[Collected data entries]
################

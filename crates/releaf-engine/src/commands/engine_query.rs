//! Read-only queries over the persisted tree
//!
//! `apply_engine_query` takes a shared connection and never writes. Each
//! query hydrates the tree it needs; the last-updated timestamp is read
//! straight from the settings table.

use std::sync::Arc;
use std::time::Instant;

use chrono::{DateTime, Utc};
use releaf_content::errors::ExError;
use releaf_content::queries;
use releaf_content::{log_op_end, log_op_error, log_op_start};
use releaf_content::{ContentObject, Node, NodeId, NodeSchema, Tree};
use releaf_core_types::RequestContext;
use releaf_store::errors::Result;
use releaf_store::repo::hydration::load_tree;
use releaf_store::repo::SqliteRepo;
use rusqlite::Connection;
use serde::Serialize;

/// Read-only queries supported by the engine
#[derive(Debug, Clone, PartialEq)]
pub enum EngineQuery {
    NodeGet { node_id: NodeId },
    /// Every node in nested-set order
    NodeList,
    /// Direct children of a node, or the roots
    NodeChildren { parent_id: Option<NodeId> },
    /// Root first, excluding the node itself
    NodeAncestors { node_id: NodeId },
    NodeLocale { node_id: NodeId },
    NodeAvailable { node_id: NodeId },
    NodeContent { node_id: NodeId },
    /// Type names a new node under `parent_id` may take
    ValidContentTypes { parent_id: Option<NodeId> },
    ContentFieldsToDisplay { node_id: NodeId, view: String },
    NodesUpdatedAt,
}

impl EngineQuery {
    fn op_name(&self) -> &'static str {
        match self {
            EngineQuery::NodeGet { .. } => "node_get",
            EngineQuery::NodeList => "node_list",
            EngineQuery::NodeChildren { .. } => "node_children",
            EngineQuery::NodeAncestors { .. } => "node_ancestors",
            EngineQuery::NodeLocale { .. } => "node_locale",
            EngineQuery::NodeAvailable { .. } => "node_available",
            EngineQuery::NodeContent { .. } => "node_content",
            EngineQuery::ValidContentTypes { .. } => "valid_content_types",
            EngineQuery::ContentFieldsToDisplay { .. } => "content_fields_to_display",
            EngineQuery::NodesUpdatedAt => "nodes_updated_at",
        }
    }
}

/// Locale of a node, with the request's fallbacks applied
#[derive(Debug, Clone, PartialEq, Eq, Serialize)]
pub struct NodeLocale {
    /// Own or nearest ancestor's locale
    pub resolved: Option<String>,
    /// `resolved`, else the request locale, else the configured default
    pub effective: Option<String>,
}

#[derive(Debug, Clone, PartialEq, Serialize)]
#[serde(tag = "kind", content = "value", rename_all = "snake_case")]
pub enum EngineQueryResult {
    Node(Node),
    Nodes(Vec<Node>),
    Locale(NodeLocale),
    Available(bool),
    Content(Option<ContentObject>),
    ContentTypes(Vec<String>),
    Fields(Option<Vec<String>>),
    UpdatedAt(Option<DateTime<Utc>>),
}

/// Apply a read-only engine query
///
/// # Errors
///
/// `NotFound` for unknown nodes or missing content objects,
/// `Persistence`/`Serialization` when the stored tree can't be read.
pub fn apply_engine_query(
    query: EngineQuery,
    conn: &Connection,
    schema: &Arc<NodeSchema>,
    ctx: &RequestContext,
) -> Result<EngineQueryResult> {
    let op = query.op_name();
    log_op_start!(op, request_id = ctx.request_id.as_str());
    let start = Instant::now();

    let result = run_query(query, conn, schema, ctx);

    let elapsed = start.elapsed().as_millis() as u64;
    match &result {
        Ok(_) => log_op_end!(op, duration_ms = elapsed),
        Err(e) => {
            let e_clone = e.clone();
            log_op_error!(op, e_clone, duration_ms = elapsed);
        }
    }
    result.map_err(|e| e.with_op(op).with_request_id(ctx.request_id.clone()))
}

fn run_query(
    query: EngineQuery,
    conn: &Connection,
    schema: &Arc<NodeSchema>,
    ctx: &RequestContext,
) -> Result<EngineQueryResult> {
    if query == EngineQuery::NodesUpdatedAt {
        return Ok(EngineQueryResult::UpdatedAt(SqliteRepo::get_nodes_updated_at(
            conn,
        )?));
    }

    let tree = load_tree(conn, schema.clone())?;
    let result = match query {
        EngineQuery::NodeGet { node_id } => {
            EngineQueryResult::Node(tree.get(node_id).map_err(ExError::from)?.clone())
        }
        EngineQuery::NodeList => EngineQueryResult::Nodes(owned(tree.list_nodes())),
        EngineQuery::NodeChildren { parent_id } => {
            if let Some(parent_id) = parent_id {
                tree.get(parent_id).map_err(ExError::from)?;
            }
            EngineQueryResult::Nodes(owned(tree.children(parent_id)))
        }
        EngineQuery::NodeAncestors { node_id } => {
            EngineQueryResult::Nodes(owned(tree.ancestors(node_id).map_err(ExError::from)?))
        }
        EngineQuery::NodeLocale { node_id } => {
            EngineQueryResult::Locale(node_locale(&tree, node_id, ctx)?)
        }
        EngineQuery::NodeAvailable { node_id } => EngineQueryResult::Available(
            queries::is_available(&tree, node_id).map_err(ExError::from)?,
        ),
        EngineQuery::NodeContent { node_id } => EngineQueryResult::Content(
            queries::node_content(&tree, node_id)
                .map_err(ExError::from)?
                .cloned(),
        ),
        EngineQuery::ValidContentTypes { parent_id } => {
            if let Some(parent_id) = parent_id {
                tree.get(parent_id).map_err(ExError::from)?;
            }
            EngineQueryResult::ContentTypes(queries::valid_node_content_classes(&tree, parent_id))
        }
        EngineQuery::ContentFieldsToDisplay { node_id, view } => EngineQueryResult::Fields(
            queries::content_fields_to_display(&tree, node_id, &view).map_err(ExError::from)?,
        ),
        EngineQuery::NodesUpdatedAt => EngineQueryResult::UpdatedAt(tree.nodes_updated_at()),
    };
    Ok(result)
}

fn node_locale(tree: &Tree, node_id: NodeId, ctx: &RequestContext) -> Result<NodeLocale> {
    let resolved = queries::locale(tree, node_id).map_err(ExError::from)?;
    let effective = resolved
        .clone()
        .or_else(|| ctx.locale.clone())
        .or_else(|| tree.schema().default_locale.clone());
    Ok(NodeLocale {
        resolved,
        effective,
    })
}

fn owned(nodes: Vec<&Node>) -> Vec<Node> {
    nodes.into_iter().cloned().collect()
}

################

#### TASK DETAILS
Output the lines above verbatim and in full.

#### RESULT
filename crates/releaf-engine/src/commands/engine_query.rs
//! Read-only queries over the persisted tree
//!
//! `apply_engine_query` takes a shared connection and never writes. Each
//! query hydrates the tree it needs; the last-updated timestamp is read
//! straight from the settings table.

use std::sync::Arc;
use std::time::Instant;

use chrono::{DateTime, Utc};
use releaf_content::errors::ExError;
use releaf_content::queries;
use releaf_content::{log_op_end, log_op_error, log_op_start};
use releaf_content::{ContentObject, Node, NodeId, NodeSchema, Tree};
use releaf_core_types::RequestContext;
use releaf_store::errors::Result;
use releaf_store::repo::hydration::load_tree;
use releaf_store::repo::SqliteRepo;
use rusqlite::Connection;
use serde::Serialize;

/// Read-only queries supported by the engine
#[derive(Debug, Clone, PartialEq)]
pub enum EngineQuery {
    NodeGet { node_id: NodeId },
    /// Every node in nested-set order
    NodeList,
    /// Direct children of a node, or the roots
    NodeChildren { parent_id: Option<NodeId> },
    /// Root first, excluding the node itself
    NodeAncestors { node_id: NodeId },
    NodeLocale { node_id: NodeId },
    NodeAvailable { node_id: NodeId },
    NodeContent { node_id: NodeId },
    /// Type names a new node under `parent_id` may take
    ValidContentTypes { parent_id: Option<NodeId> },
    ContentFieldsToDisplay { node_id: NodeId, view: String },
    NodesUpdatedAt,
}

impl EngineQuery {
    fn op_name(&self) -> &'static str {
        match self {
            EngineQuery::NodeGet { .. } => "node_get",
            EngineQuery::NodeList => "node_list",
            EngineQuery::NodeChildren { .. } => "node_children",
            EngineQuery::NodeAncestors { .. } => "node_ancestors",
            EngineQuery::NodeLocale { .. } => "node_locale",
            EngineQuery::NodeAvailable { .. } => "node_available",
            EngineQuery::NodeContent { .. } => "node_content",
            EngineQuery::ValidContentTypes { .. } => "valid_content_types",
            EngineQuery::ContentFieldsToDisplay { .. } => "content_fields_to_display",
            EngineQuery::NodesUpdatedAt => "nodes_updated_at",
        }
    }
}

/// Locale of a node, with the request's fallbacks applied
#[derive(Debug, Clone, PartialEq, Eq, Serialize)]
pub struct NodeLocale {
    /// Own or nearest ancestor's locale
    pub resolved: Option<String>,
    /// `resolved`, else the request locale, else the configured default
    pub effective: Option<String>,
}

#[derive(Debug, Clone, PartialEq, Serialize)]
#[serde(tag = "kind", content = "value", rename_all = "snake_case")]
pub enum EngineQueryResult {
    Node(Node),
    Nodes(Vec<Node>),
    Locale(NodeLocale),
    Available(bool),
    Content(Option<ContentObject>),
    ContentTypes(Vec<String>),
    Fields(Option<Vec<String>>),
    UpdatedAt(Option<DateTime<Utc>>),
}

/// Apply a read-only engine query
///
/// # Errors
///
/// `NotFound` for unknown nodes or missing content objects,
/// `Persistence`/`Serialization` when the stored tree can't be read.
pub fn apply_engine_query(
    query: EngineQuery,
    conn: &Connection,
    schema: &Arc<NodeSchema>,
    ctx: &RequestContext,
) -> Result<EngineQueryResult> {
    let op = query.op_name();
    log_op_start!(op, request_id = ctx.request_id.as_str());
    let start = Instant::now();

    let result = run_query(query, conn, schema, ctx);

    let elapsed = start.elapsed().as_millis() as u64;
    match &result {
        Ok(_) => log_op_end!(op, duration_ms = elapsed),
        Err(e) => {
            let e_clone = e.clone();
            log_op_error!(op, e_clone, duration_ms = elapsed);
        }
    }
    result.map_err(|e| e.with_op(op).with_request_id(ctx.request_id.clone()))
}

fn run_query(
    query: EngineQuery,
    conn: &Connection,
    schema: &Arc<NodeSchema>,
    ctx: &RequestContext,
) -> Result<EngineQueryResult> {
    if query == EngineQuery::NodesUpdatedAt {
        return Ok(EngineQueryResult::UpdatedAt(SqliteRepo::get_nodes_updated_at(
            conn,
        )?));
    }

    let tree = load_tree(conn, schema.clone())?;
    let result = match query {
        EngineQuery::NodeGet { node_id } => {
            EngineQueryResult::Node(tree.get(node_id).map_err(ExError::from)?.clone())
        }
        EngineQuery::NodeList => EngineQueryResult::Nodes(owned(tree.list_nodes())),
        EngineQuery::NodeChildren { parent_id } => {
            if let Some(parent_id) = parent_id {
                tree.get(parent_id).map_err(ExError::from)?;
            }
            EngineQueryResult::Nodes(owned(tree.children(parent_id)))
        }
        EngineQuery::NodeAncestors { node_id } => {
            EngineQueryResult::Nodes(owned(tree.ancestors(node_id).map_err(ExError::from)?))
        }
        EngineQuery::NodeLocale { node_id } => {
            EngineQueryResult::Locale(node_locale(&tree, node_id, ctx)?)
        }
        EngineQuery::NodeAvailable { node_id } => EngineQueryResult::Available(
            queries::is_available(&tree, node_id).map_err(ExError::from)?,
        ),
        EngineQuery::NodeContent { node_id } => EngineQueryResult::Content(
            queries::node_content(&tree, node_id)
                .map_err(ExError::from)?
                .cloned(),
        ),
        EngineQuery::ValidContentTypes { parent_id } => {
            if let Some(parent_id) = parent_id {
                tree.get(parent_id).map_err(ExError::from)?;
            }
            EngineQueryResult::ContentTypes(queries::valid_node_content_classes(&tree, parent_id))
        }
        EngineQuery::ContentFieldsToDisplay { node_id, view } => EngineQueryResult::Fields(
            queries::content_fields_to_display(&tree, node_id, &view).map_err(ExError::from)?,
        ),
        EngineQuery::NodesUpdatedAt => EngineQueryResult::UpdatedAt(tree.nodes_updated_at()),
    };
    Ok(result)
}

fn node_locale(tree: &Tree, node_id: NodeId, ctx: &RequestContext) -> Result<NodeLocale> {
    let resolved = queries::locale(tree, node_id).map_err(ExError::from)?;
    let effective = resolved
        .clone()
        .or_else(|| ctx.locale.clone())
        .or_else(|| tree.schema().default_locale.clone());
    Ok(NodeLocale {
        resolved,
        effective,
    })
}

fn owned(nodes: Vec<&Node>) -> Vec<Node> {
    nodes.into_iter().cloned().collect()
}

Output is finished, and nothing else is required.